== RECORDS FOR PROCESSING ==
++++++++++

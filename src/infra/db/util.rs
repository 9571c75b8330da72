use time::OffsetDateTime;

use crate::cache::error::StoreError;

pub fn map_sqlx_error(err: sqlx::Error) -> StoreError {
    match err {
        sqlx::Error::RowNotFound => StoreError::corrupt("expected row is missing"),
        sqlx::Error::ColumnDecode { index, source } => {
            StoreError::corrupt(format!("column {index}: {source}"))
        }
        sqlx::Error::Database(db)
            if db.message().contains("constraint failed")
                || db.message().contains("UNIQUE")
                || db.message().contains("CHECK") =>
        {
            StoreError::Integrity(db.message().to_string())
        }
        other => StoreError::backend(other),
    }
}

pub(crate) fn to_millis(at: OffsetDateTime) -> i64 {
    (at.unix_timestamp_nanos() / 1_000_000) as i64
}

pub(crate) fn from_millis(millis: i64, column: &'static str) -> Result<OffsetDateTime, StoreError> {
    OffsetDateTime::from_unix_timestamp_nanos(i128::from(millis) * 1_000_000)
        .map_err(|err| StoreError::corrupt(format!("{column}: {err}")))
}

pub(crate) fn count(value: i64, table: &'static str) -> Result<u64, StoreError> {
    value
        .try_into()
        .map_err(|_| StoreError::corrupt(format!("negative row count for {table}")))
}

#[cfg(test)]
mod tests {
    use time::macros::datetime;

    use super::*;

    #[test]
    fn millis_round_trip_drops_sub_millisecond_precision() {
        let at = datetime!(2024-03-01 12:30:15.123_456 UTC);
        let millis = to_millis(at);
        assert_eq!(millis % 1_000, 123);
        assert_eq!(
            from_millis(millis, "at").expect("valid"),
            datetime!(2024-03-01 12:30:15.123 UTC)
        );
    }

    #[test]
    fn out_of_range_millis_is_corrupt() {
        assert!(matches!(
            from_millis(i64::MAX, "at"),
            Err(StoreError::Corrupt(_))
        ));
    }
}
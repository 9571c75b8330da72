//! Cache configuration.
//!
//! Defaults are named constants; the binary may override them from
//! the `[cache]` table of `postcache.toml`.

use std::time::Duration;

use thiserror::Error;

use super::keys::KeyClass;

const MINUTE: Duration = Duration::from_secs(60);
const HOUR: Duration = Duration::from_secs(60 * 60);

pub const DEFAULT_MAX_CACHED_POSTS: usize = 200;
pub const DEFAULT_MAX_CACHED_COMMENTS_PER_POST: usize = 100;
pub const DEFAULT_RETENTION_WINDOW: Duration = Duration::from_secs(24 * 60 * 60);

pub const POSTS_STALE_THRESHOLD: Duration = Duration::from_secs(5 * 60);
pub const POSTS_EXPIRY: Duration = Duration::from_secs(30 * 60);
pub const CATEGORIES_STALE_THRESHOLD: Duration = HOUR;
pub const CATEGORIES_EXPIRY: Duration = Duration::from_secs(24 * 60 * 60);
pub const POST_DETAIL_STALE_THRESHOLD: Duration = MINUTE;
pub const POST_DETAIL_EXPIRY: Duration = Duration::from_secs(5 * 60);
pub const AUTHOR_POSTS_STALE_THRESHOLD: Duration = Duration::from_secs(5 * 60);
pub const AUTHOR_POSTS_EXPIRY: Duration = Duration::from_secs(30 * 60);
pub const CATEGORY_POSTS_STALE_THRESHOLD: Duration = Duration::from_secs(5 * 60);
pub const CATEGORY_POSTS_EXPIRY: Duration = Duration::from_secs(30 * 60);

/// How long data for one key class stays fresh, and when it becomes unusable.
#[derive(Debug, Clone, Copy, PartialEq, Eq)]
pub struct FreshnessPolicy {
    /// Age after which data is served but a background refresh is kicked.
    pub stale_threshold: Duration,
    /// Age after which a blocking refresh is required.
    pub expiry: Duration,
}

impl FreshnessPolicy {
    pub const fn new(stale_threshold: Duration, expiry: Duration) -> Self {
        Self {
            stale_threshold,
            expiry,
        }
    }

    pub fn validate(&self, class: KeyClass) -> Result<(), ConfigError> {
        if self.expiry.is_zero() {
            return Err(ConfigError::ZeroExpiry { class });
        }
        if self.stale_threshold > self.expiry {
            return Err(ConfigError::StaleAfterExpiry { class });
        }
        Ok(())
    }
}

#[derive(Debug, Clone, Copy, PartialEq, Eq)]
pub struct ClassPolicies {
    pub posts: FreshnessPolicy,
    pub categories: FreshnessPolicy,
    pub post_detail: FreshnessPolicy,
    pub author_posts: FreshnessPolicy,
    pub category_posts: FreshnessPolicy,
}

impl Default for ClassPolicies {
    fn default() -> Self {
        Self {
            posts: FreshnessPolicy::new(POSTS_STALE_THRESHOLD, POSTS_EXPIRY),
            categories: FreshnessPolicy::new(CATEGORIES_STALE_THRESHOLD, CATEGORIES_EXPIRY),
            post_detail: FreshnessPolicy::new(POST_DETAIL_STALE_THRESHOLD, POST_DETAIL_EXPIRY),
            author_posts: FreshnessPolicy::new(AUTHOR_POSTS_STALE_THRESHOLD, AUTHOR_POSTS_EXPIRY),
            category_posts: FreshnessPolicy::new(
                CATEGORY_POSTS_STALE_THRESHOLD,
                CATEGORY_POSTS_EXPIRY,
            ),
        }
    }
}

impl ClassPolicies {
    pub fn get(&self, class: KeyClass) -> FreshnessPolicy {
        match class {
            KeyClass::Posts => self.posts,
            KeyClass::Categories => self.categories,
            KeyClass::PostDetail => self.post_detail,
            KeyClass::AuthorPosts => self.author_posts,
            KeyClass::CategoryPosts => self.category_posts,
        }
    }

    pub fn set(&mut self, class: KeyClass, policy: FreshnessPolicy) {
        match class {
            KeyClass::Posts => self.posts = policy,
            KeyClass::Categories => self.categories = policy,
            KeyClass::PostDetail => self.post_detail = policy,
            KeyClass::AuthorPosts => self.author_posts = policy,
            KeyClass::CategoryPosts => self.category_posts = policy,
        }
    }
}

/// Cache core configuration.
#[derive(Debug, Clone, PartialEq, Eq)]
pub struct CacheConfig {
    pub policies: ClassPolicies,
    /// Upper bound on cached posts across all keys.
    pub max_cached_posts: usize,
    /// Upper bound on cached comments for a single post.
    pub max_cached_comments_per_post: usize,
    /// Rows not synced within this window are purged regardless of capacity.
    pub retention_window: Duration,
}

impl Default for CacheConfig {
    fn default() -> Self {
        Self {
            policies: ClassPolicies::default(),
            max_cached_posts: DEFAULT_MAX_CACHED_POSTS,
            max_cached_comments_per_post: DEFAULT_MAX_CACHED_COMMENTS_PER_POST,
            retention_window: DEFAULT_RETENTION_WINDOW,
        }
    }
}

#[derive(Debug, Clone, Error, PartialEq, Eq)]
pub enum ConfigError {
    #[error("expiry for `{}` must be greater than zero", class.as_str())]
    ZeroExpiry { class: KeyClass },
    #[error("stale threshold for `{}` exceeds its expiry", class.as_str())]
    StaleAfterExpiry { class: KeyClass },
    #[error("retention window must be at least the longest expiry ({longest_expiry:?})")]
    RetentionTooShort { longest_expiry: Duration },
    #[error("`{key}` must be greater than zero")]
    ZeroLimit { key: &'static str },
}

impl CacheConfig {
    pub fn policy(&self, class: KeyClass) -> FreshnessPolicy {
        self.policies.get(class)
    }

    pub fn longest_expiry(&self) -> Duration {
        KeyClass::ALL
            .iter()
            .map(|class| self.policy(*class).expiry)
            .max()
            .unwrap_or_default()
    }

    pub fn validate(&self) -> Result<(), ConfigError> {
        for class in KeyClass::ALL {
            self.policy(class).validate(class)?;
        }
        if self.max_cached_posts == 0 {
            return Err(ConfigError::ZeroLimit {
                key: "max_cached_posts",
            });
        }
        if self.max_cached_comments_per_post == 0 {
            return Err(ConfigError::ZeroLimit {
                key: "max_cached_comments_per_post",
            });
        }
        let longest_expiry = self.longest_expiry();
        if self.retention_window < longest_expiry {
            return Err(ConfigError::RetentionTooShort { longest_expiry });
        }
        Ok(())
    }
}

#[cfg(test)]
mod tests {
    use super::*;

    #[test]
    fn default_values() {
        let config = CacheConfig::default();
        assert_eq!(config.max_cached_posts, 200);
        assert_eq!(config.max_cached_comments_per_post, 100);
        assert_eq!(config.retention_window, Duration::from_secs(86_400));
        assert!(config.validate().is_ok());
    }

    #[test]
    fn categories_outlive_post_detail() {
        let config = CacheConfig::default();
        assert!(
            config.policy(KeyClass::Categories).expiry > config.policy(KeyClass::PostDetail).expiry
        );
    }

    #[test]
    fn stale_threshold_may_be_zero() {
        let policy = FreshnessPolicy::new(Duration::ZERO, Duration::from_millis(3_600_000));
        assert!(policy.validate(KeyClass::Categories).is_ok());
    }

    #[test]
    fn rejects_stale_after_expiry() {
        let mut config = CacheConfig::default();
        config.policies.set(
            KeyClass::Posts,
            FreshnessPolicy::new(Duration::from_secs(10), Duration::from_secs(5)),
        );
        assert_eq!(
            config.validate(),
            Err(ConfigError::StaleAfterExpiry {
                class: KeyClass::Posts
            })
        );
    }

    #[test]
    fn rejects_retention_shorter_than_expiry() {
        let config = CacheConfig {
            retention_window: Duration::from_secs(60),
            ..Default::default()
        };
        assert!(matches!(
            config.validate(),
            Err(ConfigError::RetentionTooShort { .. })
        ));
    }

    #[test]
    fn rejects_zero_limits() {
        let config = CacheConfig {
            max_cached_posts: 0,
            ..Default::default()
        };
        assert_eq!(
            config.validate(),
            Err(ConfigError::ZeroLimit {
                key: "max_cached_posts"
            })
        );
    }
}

++++++++++

== GOAL OF THE EXERCISE ==
Exact duplication is required for the lines above, from the line that contains "across all keys." to the line that contains "if self.retention_window <", inclusive; omit all others.

== RESPONSE BELOW ==
    /// Upper bound on cached posts across all keys.
    pub max_cached_posts: usize,
    /// Upper bound on cached comments for a single post.
    pub max_cached_comments_per_post: usize,
    /// Rows not synced within this window are purged regardless of capacity.
    pub retention_window: Duration,
}

impl Default for CacheConfig {
    fn default() -> Self {
        Self {
            policies: ClassPolicies::default(),
            max_cached_posts: DEFAULT_MAX_CACHED_POSTS,
            max_cached_comments_per_post: DEFAULT_MAX_CACHED_COMMENTS_PER_POST,
            retention_window: DEFAULT_RETENTION_WINDOW,
        }
    }
}

#[derive(Debug, Clone, Error, PartialEq, Eq)]
pub enum ConfigError {
    #[error("expiry for `{}` must be greater than zero", class.as_str())]
    ZeroExpiry { class: KeyClass },
    #[error("stale threshold for `{}` exceeds its expiry", class.as_str())]
    StaleAfterExpiry { class: KeyClass },
    #[error("retention window must be at least the longest expiry ({longest_expiry:?})")]
    RetentionTooShort { longest_expiry: Duration },
    #[error("`{key}` must be greater than zero")]
    ZeroLimit { key: &'static str },
}

impl CacheConfig {
    pub fn policy(&self, class: KeyClass) -> FreshnessPolicy {
        self.policies.get(class)
    }

    pub fn longest_expiry(&self) -> Duration {
        KeyClass::ALL
            .iter()
            .map(|class| self.policy(*class).expiry)
            .max()
            .unwrap_or_default()
    }

    pub fn validate(&self) -> Result<(), ConfigError> {
        for class in KeyClass::ALL {
            self.policy(class).validate(class)?;
        }
        if self.max_cached_posts == 0 {
            return Err(ConfigError::ZeroLimit {
                key: "max_cached_posts",
            });
        }
        if self.max_cached_comments_per_post == 0 {
            return Err(ConfigError::ZeroLimit {
                key: "max_cached_comments_per_post",
            });
        }
        let longest_expiry = self.longest_expiry();
        if self.retention_window < longest_expiry {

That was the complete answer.